=== What is required ===
Copy every entry. Do not alter a single word.

=== Material shown ===
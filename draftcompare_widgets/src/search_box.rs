use draftcompare_core::MAX_QUERY_LENGTH;
use ratatui::buffer::Buffer;
use ratatui::layout::Rect;
use ratatui::style::{Modifier, Style};
use ratatui::text::{Line, Span};
use ratatui::widgets::Widget;

use crate::theme::Theme;

/// Horizontal padding inside the box
const PADDING: u16 = 1;

/// Single-line query box sized for the longest allowed query plus a cursor
pub struct SearchBoxWidget<'a> {
    pub query: &'a str,
    pub cursor_visible: bool,
    pub active: bool,
}

impl<'a> SearchBoxWidget<'a> {
    pub fn new(query: &'a str) -> Self {
        Self {
            query,
            cursor_visible: true,
            active: true,
        }
    }

    pub fn cursor_visible(mut self, visible: bool) -> Self {
        self.cursor_visible = visible;
        self
    }

    pub fn active(mut self, active: bool) -> Self {
        self.active = active;
        self
    }

    /// Width of the box in cells
    pub fn width() -> u16 {
        MAX_QUERY_LENGTH as u16 + 1 + PADDING * 2
    }
}

impl<'a> Widget for SearchBoxWidget<'a> {
    fn render(self, area: Rect, buf: &mut Buffer) {
        if area.height < 1 {
            return;
        }
        let box_area = Rect::new(area.x, area.y, Self::width().min(area.width), 1);
        buf.set_style(box_area, Style::default().bg(Theme::INPUT_BG));

        let text_style = if self.active {
            Style::default().fg(Theme::BRIGHT_TEXT)
        } else {
            Style::default().fg(Theme::DIM_TEXT)
        };
        let mut spans = vec![Span::styled(self.query, text_style)];
        if self.active && self.cursor_visible {
            spans.push(Span::styled(
                "|",
                Style::default()
                    .fg(Theme::CURSOR)
                    .add_modifier(Modifier::BOLD),
            ));
        }

        let inner_width = box_area.width.saturating_sub(PADDING * 2);
        buf.set_line(box_area.x + PADDING, box_area.y, &Line::from(spans), inner_width);
    }
}

#[cfg(test)]
mod tests {
    use super::*;

    fn row_text(buf: &Buffer, y: u16) -> String {
        (0..buf.area.width)
            .map(|x| buf.cell((x, y)).map(|c| c.symbol()).unwrap_or(" "))
            .collect()
    }

    #[test]
    fn test_renders_query_and_cursor() {
        let area = Rect::new(0, 0, 40, 1);
        let mut buf = Buffer::empty(area);
        SearchBoxWidget::new("opt").render(area, &mut buf);
        assert!(row_text(&buf, 0).starts_with(" opt|"));
    }

    #[test]
    fn test_cursor_hidden() {
        let area = Rect::new(0, 0, 40, 1);
        let mut buf = Buffer::empty(area);
        SearchBoxWidget::new("opt")
            .cursor_visible(false)
            .render(area, &mut buf);
        assert!(row_text(&buf, 0).starts_with(" opt "));
    }

    #[test]
    fn test_inactive_box_dims_text_and_drops_cursor() {
        let area = Rect::new(0, 0, 40, 1);
        let mut buf = Buffer::empty(area);
        SearchBoxWidget::new("opt").active(false).render(area, &mut buf);
        assert!(row_text(&buf, 0).starts_with(" opt "));
        assert_eq!(buf.cell((1, 0)).unwrap().fg, Theme::DIM_TEXT);
    }
}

=== Answer box ===
filename draftcompare_widgets/src/search_box.rs
use draftcompare_core::MAX_QUERY_LENGTH;
use ratatui::buffer::Buffer;
use ratatui::layout::Rect;
use ratatui::style::{Modifier, Style};
use ratatui::text::{Line, Span};
use ratatui::widgets::Widget;

use crate::theme::Theme;

/// Horizontal padding inside the box
const PADDING: u16 = 1;

/// Single-line query box sized for the longest allowed query plus a cursor
pub struct SearchBoxWidget<'a> {
    pub query: &'a str,
    pub cursor_visible: bool,
    pub active: bool,
}

impl<'a> SearchBoxWidget<'a> {
    pub fn new(query: &'a str) -> Self {
        Self {
            query,
            cursor_visible: true,
            active: true,
        }
    }

    pub fn cursor_visible(mut self, visible: bool) -> Self {
        self.cursor_visible = visible;
        self
    }

    pub fn active(mut self, active: bool) -> Self {
        self.active = active;
        self
    }

    /// Width of the box in cells
    pub fn width() -> u16 {
        MAX_QUERY_LENGTH as u16 + 1 + PADDING * 2
    }
}

impl<'a> Widget for SearchBoxWidget<'a> {
    fn render(self, area: Rect, buf: &mut Buffer) {
        if area.height < 1 {
            return;
        }
        let box_area = Rect::new(area.x, area.y, Self::width().min(area.width), 1);
        buf.set_style(box_area, Style::default().bg(Theme::INPUT_BG));

        let text_style = if self.active {
            Style::default().fg(Theme::BRIGHT_TEXT)
        } else {
            Style::default().fg(Theme::DIM_TEXT)
        };
        let mut spans = vec![Span::styled(self.query, text_style)];
        if self.active && self.cursor_visible {
            spans.push(Span::styled(
                "|",
                Style::default()
                    .fg(Theme::CURSOR)
                    .add_modifier(Modifier::BOLD),
            ));
        }

        let inner_width = box_area.width.saturating_sub(PADDING * 2);
        buf.set_line(box_area.x + PADDING, box_area.y, &Line::from(spans), inner_width);
    }
}

#[cfg(test)]
mod tests {
    use super::*;

    fn row_text(buf: &Buffer, y: u16) -> String {
        (0..buf.area.width)
            .map(|x| buf.cell((x, y)).map(|c| c.symbol()).unwrap_or(" "))
            .collect()
    }

    #[test]
    fn test_renders_query_and_cursor() {
        let area = Rect::new(0, 0, 40, 1);
        let mut buf = Buffer::empty(area);
        SearchBoxWidget::new("opt").render(area, &mut buf);
        assert!(row_text(&buf, 0).starts_with(" opt|"));
    }

    #[test]
    fn test_cursor_hidden() {
        let area = Rect::new(0, 0, 40, 1);
        let mut buf = Buffer::empty(area);
        SearchBoxWidget::new("opt")
            .cursor_visible(false)
            .render(area, &mut buf);
        assert!(row_text(&buf, 0).starts_with(" opt "));
    }

    #[test]
    fn test_inactive_box_dims_text_and_drops_cursor() {
        let area = Rect::new(0, 0, 40, 1);
        let mut buf = Buffer::empty(area);
        SearchBoxWidget::new("opt").active(false).render(area, &mut buf);
        assert!(row_text(&buf, 0).starts_with(" opt "));
        assert_eq!(buf.cell((1, 0)).unwrap().fg, Theme::DIM_TEXT);
    }
}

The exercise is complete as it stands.